|| Hydrocarbons are a major component of motor vehicle emissions. Hydrocarbon emissions react with other compounds in the atmosphere to produce photo-chemical smog.
|Hydrocarbons in exhaust gases
||Hydrocarbon emissions in the exhaust gases can be caused by valve overlap, incomplete combustion and ignition system misfiring.
|Oxides of nitrogen
||Under the high temperatures and pressure of combustion, nitrogen from the air combines with oxygen to produce oxides of nitrogen. Oxides of nitrogen can be produced in any operating internal combustion engine.
|Particulates||In spark-ignition engines, particulates are caused by incomplete combustion of rich air-fuel mixtures. In compression-ignition engines, they are caused by a lack of turbulence and lack of oxygen.
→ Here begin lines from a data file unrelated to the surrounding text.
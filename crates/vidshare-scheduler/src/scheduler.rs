//! The transcode scheduler: bounded fan-out of rendition encodes.

use std::sync::Arc;
use std::time::Duration;

use tokio::sync::{watch, Semaphore};
use tokio::task::JoinHandle;
use tracing::{error, info, warn};

use vidshare_media::Encoder;
use vidshare_models::{SourceId, TranscodeJob};
use vidshare_storage::MediaStore;

use crate::config::SchedulerConfig;
use crate::error::{SchedulerError, SchedulerResult};
use crate::registry::JobRegistry;

/// Handle to a submitted job.
///
/// Submission is fire-and-forget; the handle exists so tests and
/// shutdown logic can await completion. Dropping it never cancels the
/// encodes.
#[derive(Debug)]
pub struct JobHandle {
    pub source_id: SourceId,
    handles: Vec<JoinHandle<()>>,
}

impl JobHandle {
    /// Wait until every rendition task of this job reached a terminal
    /// state.
    pub async fn wait(self) {
        for result in futures_util::future::join_all(self.handles).await {
            if let Err(e) = result {
                warn!(source_id = %self.source_id, "Rendition task panicked: {e}");
            }
        }
    }
}

/// Fans each submitted source out into one encode per ladder rendition.
///
/// All encodes across all jobs share one fixed-size worker pool (a
/// semaphore owned here, constructed once at process start); excess
/// tasks queue on the semaphore until a slot frees up. A failing
/// rendition never affects its siblings, so partial success is a valid
/// end state.
pub struct TranscodeScheduler {
    config: SchedulerConfig,
    encoder: Arc<dyn Encoder>,
    store: MediaStore,
    registry: JobRegistry,
    pool: Arc<Semaphore>,
    shutdown: watch::Sender<bool>,
}

impl TranscodeScheduler {
    /// Create a new scheduler owning its worker pool.
    pub fn new(config: SchedulerConfig, encoder: Arc<dyn Encoder>, store: MediaStore) -> Self {
        let pool = Arc::new(Semaphore::new(config.max_concurrent_encodes));
        let (shutdown, _) = watch::channel(false);

        Self {
            config,
            encoder,
            store,
            registry: JobRegistry::new(),
            pool,
            shutdown,
        }
    }

    /// The job status registry, shared with status queries.
    pub fn registry(&self) -> &JobRegistry {
        &self.registry
    }

    /// Submit a source for transcoding into all ladder renditions.
    ///
    /// Returns as soon as the job is registered and its tasks are
    /// spawned; encoding happens off the caller's path. Encode-time
    /// failures never surface here — they terminate only the failing
    /// rendition task and are recorded in the registry.
    pub async fn submit(
        &self,
        source_id: SourceId,
        input_path: impl Into<std::path::PathBuf>,
    ) -> SchedulerResult<JobHandle> {
        if *self.shutdown.borrow() {
            return Err(SchedulerError::ShutDown);
        }

        let job = TranscodeJob::new(source_id.clone(), input_path.into(), |spec| {
            self.store.output_path(&source_id, spec)
        });
        let generation = self.registry.insert_job(&job).await;

        info!(
            source_id = %job.source_id,
            renditions = job.renditions.len(),
            "Submitted transcode job"
        );

        let handles = job
            .renditions
            .into_iter()
            .map(|task| {
                let encoder = Arc::clone(&self.encoder);
                let pool = Arc::clone(&self.pool);
                let registry = self.registry.clone();
                let source_id = job.source_id.clone();
                let input = job.input_path.clone();

                tokio::spawn(async move {
                    let rendition = task.spec.name;

                    // Queue here when the pool is saturated. Acquire
                    // fails only once the pool is closed for shutdown.
                    let permit = match Arc::clone(&pool).acquire_owned().await {
                        Ok(permit) => permit,
                        Err(_) => {
                            registry
                                .mark_running(&source_id, generation, rendition)
                                .await;
                            registry
                                .mark_failed(&source_id, generation, rendition, "scheduler shut down")
                                .await;
                            return;
                        }
                    };

                    registry.mark_running(&source_id, generation, rendition).await;
                    info!(source_id = %source_id, rendition, "Encode started");

                    match encoder.encode(&input, task.spec, &task.output_path).await {
                        Ok(()) => {
                            registry.mark_succeeded(&source_id, generation, rendition).await;
                            info!(
                                source_id = %source_id,
                                rendition,
                                output = %task.output_path.display(),
                                "Encode succeeded"
                            );
                        }
                        Err(e) => {
                            registry
                                .mark_failed(&source_id, generation, rendition, &e.to_string())
                                .await;
                            error!(source_id = %source_id, rendition, "Encode failed: {e}");
                        }
                    }

                    drop(permit);
                })
            })
            .collect();

        Ok(JobHandle {
            source_id: job.source_id,
            handles,
        })
    }

    /// Shut down: refuse new submissions, release queued tasks, and
    /// wait bounded time for in-flight encodes to drain.
    ///
    /// In-flight FFmpeg processes are stopped through the cancellation
    /// channel wired into the encoder at startup, not by this method.
    pub async fn shutdown(&self) {
        let _ = self.shutdown.send(true);
        self.pool.close();

        info!("Scheduler shutting down, waiting for in-flight encodes");
        let drained = tokio::time::timeout(self.config.shutdown_timeout, self.wait_idle()).await;
        if drained.is_err() {
            warn!(
                "Encodes still running after {:?} shutdown timeout",
                self.config.shutdown_timeout
            );
        }
    }

    /// Wait until every pool slot is free again.
    async fn wait_idle(&self) {
        loop {
            if self.pool.available_permits() == self.config.max_concurrent_encodes {
                return;
            }
            tokio::time::sleep(Duration::from_millis(50)).await;
        }
    }
}

#[cfg(test)]
mod tests {
    use super::*;

    use std::collections::HashSet;
    use std::path::Path;
    use std::sync::atomic::{AtomicUsize, Ordering};
    use std::time::Instant;

    use async_trait::async_trait;
    use tempfile::tempdir;

    use vidshare_media::{MediaError, MediaResult};
    use vidshare_models::{RenditionSpec, TaskState};

    /// Instrumented stand-in for FFmpeg: records the concurrent-call
    /// high-water mark and writes a marker file on success.
    struct MockEncoder {
        delay: Duration,
        fail_renditions: HashSet<&'static str>,
        fail_input_marker: Option<&'static str>,
        concurrent: AtomicUsize,
        high_water: AtomicUsize,
    }

    impl MockEncoder {
        fn new(delay: Duration) -> Self {
            Self {
                delay,
                fail_renditions: HashSet::new(),
                fail_input_marker: None,
                concurrent: AtomicUsize::new(0),
                high_water: AtomicUsize::new(0),
            }
        }

        fn failing(mut self, rendition: &'static str) -> Self {
            self.fail_renditions.insert(rendition);
            self
        }

        /// Fail every encode whose input path contains the marker.
        fn failing_input(mut self, marker: &'static str) -> Self {
            self.fail_input_marker = Some(marker);
            self
        }

        fn high_water(&self) -> usize {
            self.high_water.load(Ordering::SeqCst)
        }
    }

    #[async_trait]
    impl Encoder for MockEncoder {
        async fn encode(
            &self,
            input: &Path,
            spec: &RenditionSpec,
            output: &Path,
        ) -> MediaResult<()> {
            let now = self.concurrent.fetch_add(1, Ordering::SeqCst) + 1;
            self.high_water.fetch_max(now, Ordering::SeqCst);

            tokio::time::sleep(self.delay).await;
            self.concurrent.fetch_sub(1, Ordering::SeqCst);

            let input_marked = self
                .fail_input_marker
                .is_some_and(|marker| input.to_string_lossy().contains(marker));
            if self.fail_renditions.contains(spec.name) || input_marked {
                return Err(MediaError::ffmpeg_failed(
                    "simulated encoder failure",
                    None,
                    Some(1),
                ));
            }

            tokio::fs::write(output, spec.name).await?;
            Ok(())
        }
    }

    struct Harness {
        _tmp: tempfile::TempDir,
        store: MediaStore,
        encoder: Arc<MockEncoder>,
        scheduler: TranscodeScheduler,
    }

    async fn harness(max_concurrent: usize, encoder: MockEncoder) -> Harness {
        let tmp = tempdir().unwrap();
        let store = MediaStore::new(tmp.path().join("uploads"), tmp.path().join("videos"));
        store.init().await.unwrap();

        let encoder = Arc::new(encoder);
        let config = SchedulerConfig {
            max_concurrent_encodes: max_concurrent,
            ..SchedulerConfig::default()
        };
        let scheduler = TranscodeScheduler::new(
            config,
            Arc::clone(&encoder) as Arc<dyn Encoder>,
            store.clone(),
        );

        Harness {
            _tmp: tmp,
            store,
            encoder,
            scheduler,
        }
    }

    async fn submit_source(h: &Harness, id: &SourceId) -> JobHandle {
        let input = h.store.save_upload(id, b"source bytes").await.unwrap();
        h.scheduler.submit(id.clone(), input).await.unwrap()
    }

    #[tokio::test]
    async fn successful_job_produces_all_renditions() {
        let h = harness(4, MockEncoder::new(Duration::from_millis(5))).await;
        let id = SourceId::parse("abc123").unwrap();

        submit_source(&h, &id).await.wait().await;

        for spec in RenditionSpec::ladder() {
            assert!(
                h.store.rendition_available(&id, spec),
                "missing {}",
                spec.name
            );
        }
        assert!(h.store.default_available(&id));

        let status = h.scheduler.registry().get(&id).await.unwrap();
        assert!(status.is_complete());
        assert!(status.all_succeeded());
    }

    #[tokio::test]
    async fn partial_failure_leaves_siblings_intact() {
        let h = harness(
            4,
            MockEncoder::new(Duration::from_millis(5)).failing("med"),
        )
        .await;
        let id = SourceId::parse("def456").unwrap();

        submit_source(&h, &id).await.wait().await;

        let med = RenditionSpec::by_name("med").unwrap();
        assert!(!h.store.rendition_available(&id, med));
        for spec in RenditionSpec::ladder().iter().filter(|s| s.name != "med") {
            assert!(h.store.rendition_available(&id, spec));
        }

        let status = h.scheduler.registry().get(&id).await.unwrap();
        assert!(status.is_complete());
        let med_task = status.tasks.iter().find(|t| t.rendition == "med").unwrap();
        assert_eq!(med_task.state, TaskState::Failed);
        assert!(med_task.error.as_deref().unwrap().contains("simulated"));
    }

    #[tokio::test]
    async fn pool_bounds_concurrent_encodes_across_jobs() {
        let h = harness(2, MockEncoder::new(Duration::from_millis(20))).await;

        let mut handles = Vec::new();
        for _ in 0..3 {
            let id = SourceId::generate();
            handles.push(submit_source(&h, &id).await);
        }
        for handle in handles {
            handle.wait().await;
        }

        assert!(
            h.encoder.high_water() <= 2,
            "high water {} exceeded pool size",
            h.encoder.high_water()
        );
    }

    #[tokio::test]
    async fn submit_returns_while_encodes_run() {
        let h = harness(4, MockEncoder::new(Duration::from_millis(500))).await;
        let id = SourceId::generate();
        let input = h.store.save_upload(&id, b"source bytes").await.unwrap();

        let start = Instant::now();
        let handle = h.scheduler.submit(id, input).await.unwrap();
        assert!(
            start.elapsed() < Duration::from_millis(50),
            "submit blocked for {:?}",
            start.elapsed()
        );

        handle.wait().await;
    }

    #[tokio::test]
    async fn resubmission_overwrites_previous_outputs() {
        let h = harness(4, MockEncoder::new(Duration::from_millis(5))).await;
        let id = SourceId::parse("ghi789").unwrap();

        submit_source(&h, &id).await.wait().await;
        submit_source(&h, &id).await.wait().await;

        // Same deterministic paths, no accumulation of stale files.
        let mut entries = tokio::fs::read_dir(h.store.video_dir()).await.unwrap();
        let mut count = 0;
        while entries.next_entry().await.unwrap().is_some() {
            count += 1;
        }
        assert_eq!(count, RenditionSpec::ladder().len());

        let status = h.scheduler.registry().get(&id).await.unwrap();
        assert!(status.all_succeeded());
    }

    #[tokio::test]
    async fn overlapping_resubmission_reports_the_fresh_outcome() {
        // Pool wide enough for both submissions to encode at once, and
        // a delay long enough that the first submission's workers are
        // still in flight when the record is replaced.
        let h = harness(
            8,
            MockEncoder::new(Duration::from_millis(100)).failing_input("replaced"),
        )
        .await;
        let id = SourceId::parse("jkl012").unwrap();

        let old_input = h.store.upload_dir().join("replaced.mp4");
        tokio::fs::write(&old_input, b"old source bytes").await.unwrap();
        let new_input = h.store.save_upload(&id, b"new source bytes").await.unwrap();

        let first = h.scheduler.submit(id.clone(), old_input).await.unwrap();
        let second = h.scheduler.submit(id.clone(), new_input).await.unwrap();
        first.wait().await;
        second.wait().await;

        // The first submission's failures land after the record was
        // replaced and must not overwrite the second's outcomes.
        let status = h.scheduler.registry().get(&id).await.unwrap();
        assert!(status.is_complete());
        assert!(
            status.all_succeeded(),
            "stale outcomes leaked into the record: {:?}",
            status.tasks
        );
        for spec in RenditionSpec::ladder() {
            assert!(h.store.rendition_available(&id, spec));
        }
    }

    #[tokio::test]
    async fn shutdown_refuses_new_submissions() {
        let h = harness(4, MockEncoder::new(Duration::from_millis(1))).await;
        h.scheduler.shutdown().await;

        let id = SourceId::generate();
        let err = h
            .scheduler
            .submit(id, "/tmp/in.mp4")
            .await
            .unwrap_err();
        assert!(matches!(err, SchedulerError::ShutDown));
    }
}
|Carbon monoxide||Carbon monoxide is produced during combustion when there are not enough oxygen molecules around the hydrocarbon molecules. This can be caused by an incorrect air-fuel ratio. Carbon monoxide is an extremely poisonous gas.
|Carbon dioxide||When complete combustion of air and fuel occurs, carbon dioxide and water are produced.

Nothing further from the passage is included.